→ WORK TO BE COMPLETED: As the answer, set down the lines below from the one containing "mod parser;" through the one containing "pub mod parse;", exactly and inclusively, and no others.

________________________________________

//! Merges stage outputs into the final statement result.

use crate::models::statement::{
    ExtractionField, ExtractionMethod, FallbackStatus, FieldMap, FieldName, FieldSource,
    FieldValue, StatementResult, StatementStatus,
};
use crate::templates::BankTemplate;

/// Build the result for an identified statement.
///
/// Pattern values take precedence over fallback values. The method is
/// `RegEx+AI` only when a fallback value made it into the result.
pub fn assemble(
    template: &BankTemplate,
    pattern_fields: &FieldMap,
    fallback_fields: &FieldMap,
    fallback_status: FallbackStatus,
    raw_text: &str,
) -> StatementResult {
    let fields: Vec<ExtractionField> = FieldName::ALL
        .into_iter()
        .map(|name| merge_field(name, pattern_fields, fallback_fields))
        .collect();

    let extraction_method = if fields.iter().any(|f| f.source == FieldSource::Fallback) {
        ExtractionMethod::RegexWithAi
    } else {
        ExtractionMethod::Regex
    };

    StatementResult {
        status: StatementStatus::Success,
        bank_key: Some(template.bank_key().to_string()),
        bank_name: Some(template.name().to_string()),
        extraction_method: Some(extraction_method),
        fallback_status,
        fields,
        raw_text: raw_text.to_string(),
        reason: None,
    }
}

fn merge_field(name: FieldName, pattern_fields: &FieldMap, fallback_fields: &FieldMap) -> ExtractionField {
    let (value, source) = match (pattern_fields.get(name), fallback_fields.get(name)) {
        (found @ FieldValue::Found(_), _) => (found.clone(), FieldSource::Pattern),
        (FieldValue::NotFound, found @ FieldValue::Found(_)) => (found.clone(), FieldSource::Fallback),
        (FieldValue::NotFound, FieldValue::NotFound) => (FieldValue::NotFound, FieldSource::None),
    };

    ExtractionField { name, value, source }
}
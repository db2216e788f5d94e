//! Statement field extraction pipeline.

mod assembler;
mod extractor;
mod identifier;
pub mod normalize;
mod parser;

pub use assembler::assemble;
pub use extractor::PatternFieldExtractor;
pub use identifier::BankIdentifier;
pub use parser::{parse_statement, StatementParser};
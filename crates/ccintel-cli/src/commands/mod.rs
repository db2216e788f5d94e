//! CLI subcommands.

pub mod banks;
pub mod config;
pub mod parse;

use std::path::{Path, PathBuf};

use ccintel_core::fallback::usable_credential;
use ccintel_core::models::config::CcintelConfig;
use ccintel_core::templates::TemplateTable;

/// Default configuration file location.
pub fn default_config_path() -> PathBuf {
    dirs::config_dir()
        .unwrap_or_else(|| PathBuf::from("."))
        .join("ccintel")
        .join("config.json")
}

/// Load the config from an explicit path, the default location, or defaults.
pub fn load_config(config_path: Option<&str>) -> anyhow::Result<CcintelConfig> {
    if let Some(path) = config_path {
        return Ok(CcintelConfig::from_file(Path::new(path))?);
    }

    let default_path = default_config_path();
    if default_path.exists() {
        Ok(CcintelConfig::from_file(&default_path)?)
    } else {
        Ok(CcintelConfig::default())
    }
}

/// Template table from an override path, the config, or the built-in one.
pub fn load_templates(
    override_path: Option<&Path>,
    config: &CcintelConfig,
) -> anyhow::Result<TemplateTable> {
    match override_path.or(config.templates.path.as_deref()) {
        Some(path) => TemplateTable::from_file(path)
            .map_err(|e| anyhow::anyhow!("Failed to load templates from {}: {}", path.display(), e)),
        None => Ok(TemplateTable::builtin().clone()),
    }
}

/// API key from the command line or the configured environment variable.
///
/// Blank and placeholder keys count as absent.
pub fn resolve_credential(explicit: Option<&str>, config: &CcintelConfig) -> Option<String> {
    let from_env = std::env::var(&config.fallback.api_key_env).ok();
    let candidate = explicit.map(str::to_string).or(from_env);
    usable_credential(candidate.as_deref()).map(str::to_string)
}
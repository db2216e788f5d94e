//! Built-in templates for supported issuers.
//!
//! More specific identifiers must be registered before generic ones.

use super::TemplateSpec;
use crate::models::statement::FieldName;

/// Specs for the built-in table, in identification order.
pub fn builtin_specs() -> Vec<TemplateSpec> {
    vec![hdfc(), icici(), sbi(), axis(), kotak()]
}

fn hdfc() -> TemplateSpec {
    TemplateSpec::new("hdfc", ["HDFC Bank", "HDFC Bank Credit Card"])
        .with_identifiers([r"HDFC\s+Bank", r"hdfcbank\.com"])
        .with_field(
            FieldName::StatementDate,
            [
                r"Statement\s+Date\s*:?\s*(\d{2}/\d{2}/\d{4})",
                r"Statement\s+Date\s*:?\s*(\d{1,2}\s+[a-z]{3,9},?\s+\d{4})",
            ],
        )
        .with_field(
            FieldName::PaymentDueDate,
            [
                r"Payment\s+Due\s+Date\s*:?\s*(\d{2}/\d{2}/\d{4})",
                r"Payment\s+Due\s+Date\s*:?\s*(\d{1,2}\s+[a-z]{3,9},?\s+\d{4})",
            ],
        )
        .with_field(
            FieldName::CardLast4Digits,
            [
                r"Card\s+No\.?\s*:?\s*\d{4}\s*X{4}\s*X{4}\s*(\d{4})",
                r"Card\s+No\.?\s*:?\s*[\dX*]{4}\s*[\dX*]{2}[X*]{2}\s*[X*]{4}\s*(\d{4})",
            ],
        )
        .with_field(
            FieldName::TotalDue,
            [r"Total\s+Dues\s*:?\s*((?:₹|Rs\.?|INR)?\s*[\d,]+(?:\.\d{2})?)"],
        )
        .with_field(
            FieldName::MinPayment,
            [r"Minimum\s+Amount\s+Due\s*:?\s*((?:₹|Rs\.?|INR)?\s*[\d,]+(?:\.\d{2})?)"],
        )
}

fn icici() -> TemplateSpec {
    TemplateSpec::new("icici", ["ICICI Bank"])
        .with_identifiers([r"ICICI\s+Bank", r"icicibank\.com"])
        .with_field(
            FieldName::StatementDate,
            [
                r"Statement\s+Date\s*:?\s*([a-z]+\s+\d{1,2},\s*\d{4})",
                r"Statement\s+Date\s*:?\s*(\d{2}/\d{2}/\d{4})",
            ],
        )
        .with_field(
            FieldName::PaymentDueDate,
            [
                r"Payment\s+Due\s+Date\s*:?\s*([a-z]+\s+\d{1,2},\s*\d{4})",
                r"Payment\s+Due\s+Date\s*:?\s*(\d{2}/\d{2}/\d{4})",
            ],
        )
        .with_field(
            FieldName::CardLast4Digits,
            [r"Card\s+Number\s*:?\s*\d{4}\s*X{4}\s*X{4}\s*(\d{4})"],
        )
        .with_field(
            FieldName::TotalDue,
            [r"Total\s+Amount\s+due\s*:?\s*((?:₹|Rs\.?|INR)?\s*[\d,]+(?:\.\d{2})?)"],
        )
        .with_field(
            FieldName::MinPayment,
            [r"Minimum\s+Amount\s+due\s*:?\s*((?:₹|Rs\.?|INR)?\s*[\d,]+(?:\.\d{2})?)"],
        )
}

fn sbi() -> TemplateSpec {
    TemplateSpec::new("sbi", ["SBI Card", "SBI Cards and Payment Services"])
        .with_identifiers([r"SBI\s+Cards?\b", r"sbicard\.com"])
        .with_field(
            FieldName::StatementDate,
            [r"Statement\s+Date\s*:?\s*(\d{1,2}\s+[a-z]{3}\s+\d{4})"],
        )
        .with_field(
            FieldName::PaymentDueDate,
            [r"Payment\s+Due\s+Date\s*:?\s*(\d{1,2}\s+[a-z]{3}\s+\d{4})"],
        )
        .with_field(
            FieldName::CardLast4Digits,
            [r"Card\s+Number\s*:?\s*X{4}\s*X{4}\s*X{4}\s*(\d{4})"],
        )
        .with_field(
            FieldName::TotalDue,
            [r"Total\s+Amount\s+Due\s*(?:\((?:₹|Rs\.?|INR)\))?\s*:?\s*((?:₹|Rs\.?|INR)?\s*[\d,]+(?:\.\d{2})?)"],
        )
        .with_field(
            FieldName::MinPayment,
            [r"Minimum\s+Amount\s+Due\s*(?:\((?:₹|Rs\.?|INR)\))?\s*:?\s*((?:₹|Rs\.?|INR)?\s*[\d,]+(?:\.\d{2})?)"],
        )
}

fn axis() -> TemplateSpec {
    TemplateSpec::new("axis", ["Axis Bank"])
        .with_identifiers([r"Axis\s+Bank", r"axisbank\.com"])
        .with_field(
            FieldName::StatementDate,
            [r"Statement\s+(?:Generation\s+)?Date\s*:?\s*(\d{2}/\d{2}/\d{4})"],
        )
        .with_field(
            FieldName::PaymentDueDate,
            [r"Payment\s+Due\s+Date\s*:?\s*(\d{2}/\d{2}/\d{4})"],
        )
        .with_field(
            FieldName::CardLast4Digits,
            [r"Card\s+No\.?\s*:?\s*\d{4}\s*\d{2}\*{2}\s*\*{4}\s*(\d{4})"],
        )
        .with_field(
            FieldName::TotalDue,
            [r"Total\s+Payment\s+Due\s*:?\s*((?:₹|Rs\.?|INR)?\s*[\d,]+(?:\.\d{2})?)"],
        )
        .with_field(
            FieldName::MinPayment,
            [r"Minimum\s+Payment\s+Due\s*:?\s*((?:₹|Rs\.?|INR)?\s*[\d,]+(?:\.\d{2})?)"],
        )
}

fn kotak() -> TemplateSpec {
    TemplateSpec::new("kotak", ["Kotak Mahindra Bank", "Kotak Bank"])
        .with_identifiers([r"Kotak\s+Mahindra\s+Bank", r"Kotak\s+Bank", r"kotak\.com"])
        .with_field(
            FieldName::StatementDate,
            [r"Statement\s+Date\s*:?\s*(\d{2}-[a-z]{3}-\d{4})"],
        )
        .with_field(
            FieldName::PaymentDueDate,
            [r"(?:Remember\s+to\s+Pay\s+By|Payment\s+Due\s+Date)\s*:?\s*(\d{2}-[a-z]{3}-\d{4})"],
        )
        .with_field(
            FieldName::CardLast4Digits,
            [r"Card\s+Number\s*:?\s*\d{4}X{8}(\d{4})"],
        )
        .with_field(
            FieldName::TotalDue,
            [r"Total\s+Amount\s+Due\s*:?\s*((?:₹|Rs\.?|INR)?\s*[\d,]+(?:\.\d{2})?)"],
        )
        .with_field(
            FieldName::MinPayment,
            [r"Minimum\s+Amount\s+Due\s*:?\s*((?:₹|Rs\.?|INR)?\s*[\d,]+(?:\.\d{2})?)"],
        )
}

________________________________________

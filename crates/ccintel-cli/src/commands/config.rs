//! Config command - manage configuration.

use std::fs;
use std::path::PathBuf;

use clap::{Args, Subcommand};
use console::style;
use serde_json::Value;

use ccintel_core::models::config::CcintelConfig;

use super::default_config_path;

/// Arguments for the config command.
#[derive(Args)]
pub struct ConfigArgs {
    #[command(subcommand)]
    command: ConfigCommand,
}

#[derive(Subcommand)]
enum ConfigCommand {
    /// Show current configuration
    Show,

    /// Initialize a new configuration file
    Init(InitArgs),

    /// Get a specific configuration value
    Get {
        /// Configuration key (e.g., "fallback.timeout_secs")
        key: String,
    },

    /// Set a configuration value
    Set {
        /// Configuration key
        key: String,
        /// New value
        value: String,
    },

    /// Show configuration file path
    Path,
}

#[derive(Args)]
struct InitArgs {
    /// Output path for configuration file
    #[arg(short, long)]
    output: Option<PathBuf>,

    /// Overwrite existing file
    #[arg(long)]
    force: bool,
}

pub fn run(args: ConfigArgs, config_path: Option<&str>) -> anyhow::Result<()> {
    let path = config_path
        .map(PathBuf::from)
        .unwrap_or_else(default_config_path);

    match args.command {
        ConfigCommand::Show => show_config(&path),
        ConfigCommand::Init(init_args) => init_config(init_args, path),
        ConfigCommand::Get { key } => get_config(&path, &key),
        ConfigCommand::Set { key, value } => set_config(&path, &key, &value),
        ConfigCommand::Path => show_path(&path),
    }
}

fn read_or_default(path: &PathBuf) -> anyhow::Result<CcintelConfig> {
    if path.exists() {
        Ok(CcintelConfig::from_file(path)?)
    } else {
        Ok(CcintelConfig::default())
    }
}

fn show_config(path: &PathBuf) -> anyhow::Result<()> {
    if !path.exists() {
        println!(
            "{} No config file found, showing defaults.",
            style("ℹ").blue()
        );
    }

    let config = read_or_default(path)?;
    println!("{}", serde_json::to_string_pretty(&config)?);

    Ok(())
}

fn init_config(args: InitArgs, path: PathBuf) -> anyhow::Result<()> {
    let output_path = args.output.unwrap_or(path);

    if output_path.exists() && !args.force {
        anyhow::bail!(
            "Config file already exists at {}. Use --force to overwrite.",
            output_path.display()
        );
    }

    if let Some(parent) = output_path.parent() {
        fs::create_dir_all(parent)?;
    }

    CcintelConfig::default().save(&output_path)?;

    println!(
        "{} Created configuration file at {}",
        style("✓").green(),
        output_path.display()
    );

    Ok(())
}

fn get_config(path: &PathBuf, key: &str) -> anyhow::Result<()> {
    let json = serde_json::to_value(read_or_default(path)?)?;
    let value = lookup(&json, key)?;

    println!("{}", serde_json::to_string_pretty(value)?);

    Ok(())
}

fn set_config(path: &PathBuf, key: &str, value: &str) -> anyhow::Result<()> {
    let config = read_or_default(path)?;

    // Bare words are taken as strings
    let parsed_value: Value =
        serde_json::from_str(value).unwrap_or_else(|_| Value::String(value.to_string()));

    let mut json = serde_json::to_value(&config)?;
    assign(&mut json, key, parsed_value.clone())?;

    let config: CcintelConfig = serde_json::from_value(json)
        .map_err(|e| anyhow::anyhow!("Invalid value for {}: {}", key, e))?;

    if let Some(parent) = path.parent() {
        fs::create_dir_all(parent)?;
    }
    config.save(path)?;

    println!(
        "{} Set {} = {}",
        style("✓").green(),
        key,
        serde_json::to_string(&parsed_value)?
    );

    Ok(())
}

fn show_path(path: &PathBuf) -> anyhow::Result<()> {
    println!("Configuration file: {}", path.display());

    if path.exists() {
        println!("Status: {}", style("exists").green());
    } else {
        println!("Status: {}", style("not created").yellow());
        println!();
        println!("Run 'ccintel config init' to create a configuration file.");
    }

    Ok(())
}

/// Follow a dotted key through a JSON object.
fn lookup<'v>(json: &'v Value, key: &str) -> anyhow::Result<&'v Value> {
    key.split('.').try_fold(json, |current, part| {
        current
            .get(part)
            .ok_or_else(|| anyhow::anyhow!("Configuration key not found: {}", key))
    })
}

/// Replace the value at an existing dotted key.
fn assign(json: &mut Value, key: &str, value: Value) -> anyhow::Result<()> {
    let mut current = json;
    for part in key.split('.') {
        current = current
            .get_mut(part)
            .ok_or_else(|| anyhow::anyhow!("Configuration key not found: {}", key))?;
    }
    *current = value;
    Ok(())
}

________________________________________

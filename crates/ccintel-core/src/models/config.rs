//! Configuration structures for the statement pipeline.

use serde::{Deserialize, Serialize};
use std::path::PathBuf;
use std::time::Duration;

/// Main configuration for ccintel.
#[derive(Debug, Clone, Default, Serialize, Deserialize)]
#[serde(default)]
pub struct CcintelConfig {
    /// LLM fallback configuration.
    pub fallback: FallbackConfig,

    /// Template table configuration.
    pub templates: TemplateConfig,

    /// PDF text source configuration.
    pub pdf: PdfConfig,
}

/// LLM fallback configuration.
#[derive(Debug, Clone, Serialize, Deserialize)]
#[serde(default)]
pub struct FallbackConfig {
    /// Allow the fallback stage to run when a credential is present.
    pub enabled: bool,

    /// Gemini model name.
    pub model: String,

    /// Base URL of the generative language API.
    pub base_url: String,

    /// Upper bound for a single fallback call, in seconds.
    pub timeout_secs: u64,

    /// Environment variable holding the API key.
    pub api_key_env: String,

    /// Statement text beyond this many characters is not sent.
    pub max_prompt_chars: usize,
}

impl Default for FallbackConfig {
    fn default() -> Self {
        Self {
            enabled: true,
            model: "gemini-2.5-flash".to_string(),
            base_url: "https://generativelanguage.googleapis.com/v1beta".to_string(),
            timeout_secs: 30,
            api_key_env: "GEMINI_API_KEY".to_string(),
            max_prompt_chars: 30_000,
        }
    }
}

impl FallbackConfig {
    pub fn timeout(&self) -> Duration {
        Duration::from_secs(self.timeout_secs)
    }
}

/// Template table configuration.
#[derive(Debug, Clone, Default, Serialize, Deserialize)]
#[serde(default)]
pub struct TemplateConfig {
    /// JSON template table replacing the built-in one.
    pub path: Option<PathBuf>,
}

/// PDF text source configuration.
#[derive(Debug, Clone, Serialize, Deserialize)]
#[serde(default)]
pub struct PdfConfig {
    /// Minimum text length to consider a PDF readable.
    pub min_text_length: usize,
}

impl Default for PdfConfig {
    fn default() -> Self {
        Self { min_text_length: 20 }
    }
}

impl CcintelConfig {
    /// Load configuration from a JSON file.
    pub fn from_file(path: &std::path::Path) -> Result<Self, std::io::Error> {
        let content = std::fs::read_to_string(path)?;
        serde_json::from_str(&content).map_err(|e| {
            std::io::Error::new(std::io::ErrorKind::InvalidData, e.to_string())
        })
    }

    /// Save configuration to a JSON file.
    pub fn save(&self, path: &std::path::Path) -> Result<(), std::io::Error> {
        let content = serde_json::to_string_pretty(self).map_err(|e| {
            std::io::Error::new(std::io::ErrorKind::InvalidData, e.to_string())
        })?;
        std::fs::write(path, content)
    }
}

________________________________________

→ RESPONSE AREA:
mod parser;

pub use assembler::assemble;
pub use extractor::PatternFieldExtractor;
pub use identifier::BankIdentifier;
pub use parser::{parse_statement, StatementParser};
filename crates/ccintel-cli/src/commands/mod.rs
repository db2216e788f5d94e
//! CLI subcommands.

pub mod banks;
pub mod config;
pub mod parse;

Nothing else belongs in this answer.